- Tuesday, October 5, 2010

IRAN

Opposition leader seeks referendum on president

TEHRAN | Iran’s opposition leader says President Mahmoud Ahmadinejad’s foreign policies are destructive and his performance as president should be judged in a referendum.

Mir Hossein Mousavi says the president’s actions on the world stage, such as a speech at the U.N. last month in which he questioned 9/11, have helped deepen Iran’s isolation.

The pro-reform politician, who ran against Mr. Ahmadinejad in last year’s election, says the president’s policies don’t represent the views of the Iranian people.

WEST BANK

Hamas fighter sentenced to 20 years in prison

RAMALLAH | The Western-backed Palestinian Authority has sentenced a Hamas fighter to 20 years in prison over a deadly 2009 shootout with Palestinian police, a court official said Tuesday.
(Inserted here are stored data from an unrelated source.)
//! Release extraction from Composer `packages` documents
//!
//! A document has the shape `{ "packages": { "<vendor/name>": [...] } }` and
//! may describe several packages. [`parse_packages_response`] reads a single
//! document and never fails. [`parse_packages_responses`] merges several
//! documents (e.g. the stable and `~dev` metadata files) and refuses to
//! produce a result if any document is malformed, since a partially merged
//! release list would silently miss versions.

use indexmap::IndexMap;
use serde_json::{Map, Value};
use tracing::debug;

use crate::schema::release::{ComposerRelease, parse_releases};
use crate::version::types::{Release, ReleaseResult};

/// Releases of `package_name` in a single document, or none if the
/// document does not have the expected shape
pub fn parse_packages_response(package_name: &str, response: &Value) -> Vec<ComposerRelease> {
    response
        .get("packages")
        .and_then(Value::as_object)
        .and_then(|packages| packages.get(package_name))
        .map(parse_releases)
        .unwrap_or_default()
}

/// Merge the releases of `package_name` from every document
///
/// Returns `None` when any document is malformed, or when no release of the
/// package was found at all.
pub fn parse_packages_responses(package_name: &str, responses: &[Value]) -> Option<ReleaseResult> {
    let mut releases = Vec::new();

    for (index, response) in responses.iter().enumerate() {
        let Some(packages) = packages_map(response) else {
            debug!(
                "Rejecting metadata for {}: document {} is malformed",
                package_name, index
            );
            return None;
        };

        if let Some(entries) = packages.get(package_name) {
            releases.extend(parse_releases(entries));
        }
    }

    extract_release_result(releases)
}

/// Fold normalized releases into a [`ReleaseResult`]
///
/// Homepage and source URL are package-level data and come from the first
/// release only.
pub fn extract_release_result(releases: Vec<ComposerRelease>) -> Option<ReleaseResult> {
    let first = releases.first()?;
    let homepage = first.homepage().map(str::to_string);
    let source_url = first.source_url().map(str::to_string);

    let releases = releases.into_iter().map(to_release).collect();

    Some(ReleaseResult {
        homepage,
        source_url,
        releases,
    })
}

/// `packages` of a well-formed document: an object of arrays
fn packages_map(response: &Value) -> Option<&Map<String, Value>> {
    let packages = response.get("packages")?.as_object()?;
    packages
        .values()
        .all(Value::is_array)
        .then_some(packages)
}

fn to_release(release: ComposerRelease) -> Release {
    let version = release
        .version
        .strip_prefix('v')
        .unwrap_or(&release.version)
        .to_string();

    let constraints = release.require.map(|require| {
        require
            .into_iter()
            .map(|(name, constraint)| (name, vec![constraint]))
            .collect::<IndexMap<_, _>>()
    });

    Release {
        version,
        git_ref: release.version,
        release_timestamp: release.time,
        constraints,
    }
}

#[cfg(test)]
mod tests {
    use super::*;
    use rstest::rstest;
    use serde_json::json;

    fn versions(releases: &[ComposerRelease]) -> Vec<&str> {
        releases.iter().map(|r| r.version.as_str()).collect()
    }

    #[rstest]
    #[case(json!(null))]
    #[case(json!({}))]
    #[case(json!({ "packages": "123" }))]
    #[case(json!({ "packages": {} }))]
    #[case(json!({ "packages": { "foo/bar": "nonsense" } }))]
    fn parse_packages_response_returns_empty_for_unusable_documents(#[case] input: Value) {
        assert!(parse_packages_response("foo/bar", &input).is_empty());
    }

    #[test]
    fn parse_packages_response_selects_requested_package() {
        let releases = parse_packages_response(
            "foo/bar",
            &json!({
                "packages": {
                    "foo/bar": [{ "version": "1.2.3" }],
                    "baz/qux": [{ "version": "4.5.6" }]
                }
            }),
        );

        assert_eq!(versions(&releases), vec!["1.2.3"]);
    }

    #[test]
    fn parse_packages_response_expands_minified_fields() {
        let releases = parse_packages_response(
            "foo/bar",
            &json!({
                "packages": {
                    "foo/bar": [
                        { "version": "3.3.3", "require": { "php": "^8.0" } },
                        { "version": "2.2.2" },
                        { "version": "1.1.1" },
                        { "version": "0.0.4", "require": { "php": "^7.0" } },
                        { "version": "0.0.3" },
                        { "version": "0.0.2", "require": "__unset" },
                        { "version": "0.0.1" }
                    ]
                }
            }),
        );

        let php: Vec<Option<&str>> = releases
            .iter()
            .map(|r| {
                r.require
                    .as_ref()
                    .and_then(|req| req.get("php"))
                    .map(String::as_str)
            })
            .collect();

        assert_eq!(
            versions(&releases),
            vec!["3.3.3", "2.2.2", "1.1.1", "0.0.4", "0.0.3", "0.0.2", "0.0.1"]
        );
        assert_eq!(
            php,
            vec![
                Some("^8.0"),
                Some("^8.0"),
                Some("^8.0"),
                Some("^7.0"),
                Some("^7.0"),
                None,
                None
            ]
        );
        assert!(releases[5].require.is_none());
    }

    #[rstest]
    #[case(json!([null]))]
    #[case(json!([{}]))]
    #[case(json!([{ "packages": "123" }]))]
    #[case(json!([{ "packages": {} }]))]
    #[case(json!([{ "packages": { "foo/bar": {} } }]))]
    #[case(json!([
        { "packages": { "foo/bar": [{ "version": "1.0.0" }] } },
        { "packages": { "baz/qux": "garbage" } }
    ]))]
    fn parse_packages_responses_returns_none_for_invalid_input(#[case] input: Value) {
        let responses = input.as_array().unwrap();
        assert_eq!(parse_packages_responses("foo/bar", responses), None);
    }

    #[test]
    fn parse_packages_responses_returns_none_for_no_documents() {
        assert_eq!(parse_packages_responses("foo/bar", &[]), None);
    }

    #[test]
    fn parse_packages_responses_merges_documents_in_order() {
        let responses = vec![
            json!({
                "packages": {
                    "foo/bar": [{
                        "version": "v1.1.1",
                        "time": "111",
                        "homepage": "https://example.com/1",
                        "source": { "url": "git@example.com:foo/bar-1" },
                        "require": { "php": "^8.0" }
                    }],
                    "baz/qux": [{
                        "version": "v2.2.2",
                        "time": "222",
                        "homepage": "https://example.com/2",
                        "source": { "url": "git@example.com:baz/qux-2" }
                    }]
                }
            }),
            json!({
                "packages": {
                    "foo/bar": [{
                        "version": "v3.3.3",
                        "time": "333",
                        "homepage": "https://example.com/3",
                        "source": { "url": "git@example.com:foo/bar-3" },
                        "require": { "php": "^7.0" }
                    }],
                    "baz/qux": [{
                        "version": "v4.4.4",
                        "time": "444",
                        "homepage": "https://example.com/4",
                        "source": { "url": "git@example.com:baz/qux-3" }
                    }]
                }
            }),
        ];

        let result = parse_packages_responses("foo/bar", &responses).unwrap();

        assert_eq!(
            serde_json::to_value(&result).unwrap(),
            json!({
                "homepage": "https://example.com/1",
                "sourceUrl": "git@example.com:foo/bar-1",
                "releases": [
                    {
                        "version": "1.1.1",
                        "gitRef": "v1.1.1",
                        "releaseTimestamp": "111",
                        "constraints": { "php": ["^8.0"] }
                    },
                    {
                        "version": "3.3.3",
                        "gitRef": "v3.3.3",
                        "releaseTimestamp": "333",
                        "constraints": { "php": ["^7.0"] }
                    }
                ]
            })
        );
    }

    #[test]
    fn parse_packages_responses_skips_documents_without_the_package() {
        let responses = vec![
            json!({ "packages": { "baz/qux": [{ "version": "9.9.9" }] } }),
            json!({ "packages": { "foo/bar": [{ "version": "1.0.0" }] } }),
        ];

        let result = parse_packages_responses("foo/bar", &responses).unwrap();

        assert_eq!(result.versions(), vec!["1.0.0"]);
    }

    #[test]
    fn extract_release_result_uses_first_release_only_for_package_metadata() {
        let releases = parse_releases(&json!([
            { "version": "2.0.0", "homepage": 42, "source": "nonsense" },
            {
                "version": "1.0.0",
                "homepage": "https://example.com",
                "source": { "url": "https://example.com/repo.git" }
            }
        ]));

        let result = extract_release_result(releases).unwrap();

        assert_eq!(result.homepage, None);
        assert_eq!(result.source_url, None);
    }

    #[rstest]
    #[case("v1.1.1", "1.1.1")]
    #[case("1.2.3", "1.2.3")]
    #[case("vv1.0.0", "v1.0.0")]
    #[case("dev-main", "dev-main")]
    #[case("", "")]
    fn extract_release_result_strips_single_leading_v(
        #[case] published: &str,
        #[case] expected: &str,
    ) {
        let releases = parse_releases(&json!([{ "version": published }]));

        let result = extract_release_result(releases).unwrap();

        assert_eq!(result.releases[0].version, expected);
        assert_eq!(result.releases[0].git_ref, published);
    }

    #[test]
    fn extract_release_result_wraps_every_requirement() {
        let releases = parse_releases(&json!([
            { "version": "1.0.0", "require": { "php": ">=8.1", "psr/log": "^1.0 || ^2.0" } },
            { "version": "0.1.0", "require": "__unset" }
        ]));

        let result = extract_release_result(releases).unwrap();

        assert_eq!(
            serde_json::to_value(&result.releases[0].constraints).unwrap(),
            json!({ "php": [">=8.1"], "psr/log": ["^1.0 || ^2.0"] })
        );
        assert_eq!(result.releases[1].constraints, None);
        assert_eq!(result.releases[1].release_timestamp, None);
    }

    #[test]
    fn extract_release_result_returns_none_without_releases() {
        assert_eq!(extract_release_result(Vec::new()), None);
    }
}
The sentence infuriated Hamas and cast a shadow over plans to hold a second round of reconciliation talks in Syria with its Fatah rivals later this month.

Alaa Hisham Diab was sentenced by a military court on Sunday after having been arrested following a May 2009 battle in the West Bank town of Qalqilya that left three Palestinian security forces and two Hamas fighters dead.

IRAQ

U.S. corporate envoys view Iraq’s needs

BAGHDAD | With portfolios ranging from airliners to light bulbs, American corporate envoys heard Iraqi pitches for greater investments Tuesday on a trade mission brimming with hopes of future payoffs but confronting current realities such as lockdown-level security and a government in limbo.

Even before the first handshakes, executives from 14 firms — led by Boeing Co. and General Electric Co. — got a firsthand look at some of Iraq’s challenges in courting big-ticket foreign investment outside its lucrative oil fields.

The initial meetings — billed by Washington as the first official U.S. trade mission to Iraq in more than 30 years — were held in the tightly secured Green Zone. The Iraqi officials who met them, meanwhile, represent a government caught in a fight for survival.

ISRAEL

Premier convenes forum ahead of Arab summit

JERUSALEM | Israeli Prime Minister Benjamin Netanyahu on Tuesday convened ministers in his inner circle, but his office denied widespread press reports that they debated extending the West Bank settlement freeze.

Israeli media said the meeting was to focus on the issue of a 60-day extension of the settlement freeze in exchange for a U.S. deal offering security and other guarantees, details of which were leaked by a U.S. analyst last week.

Army radio had said Mr. Netanyahu was to discuss the reported U.S. proposal in a bid to win over hard-line opponents within the group of seven ministers, which includes leaders of the parties in his largely right-wing coalition.

WEST BANK

Settlers replace burned Korans

BEIT FAJJAR | Jewish settlers on Tuesday gave new copies of the Koran to Palestinians in a West Bank village whose mosque was burned in an attack blamed by Palestinians on militants in the settler movement.

Several copies of Islam’s holy book were scorched in the arson attack and threats in Hebrew were scrawled on the wall of the mosque of Beit Fajjar early on Monday.

The village sits on the edge of the sprawling Jewish settlement bloc of Gush Etzion.

Suspicion immediately fell on settler militants opposed to a peace deal between Israel and the Palestinians, in which some settlements would be turned over to a Palestinian state.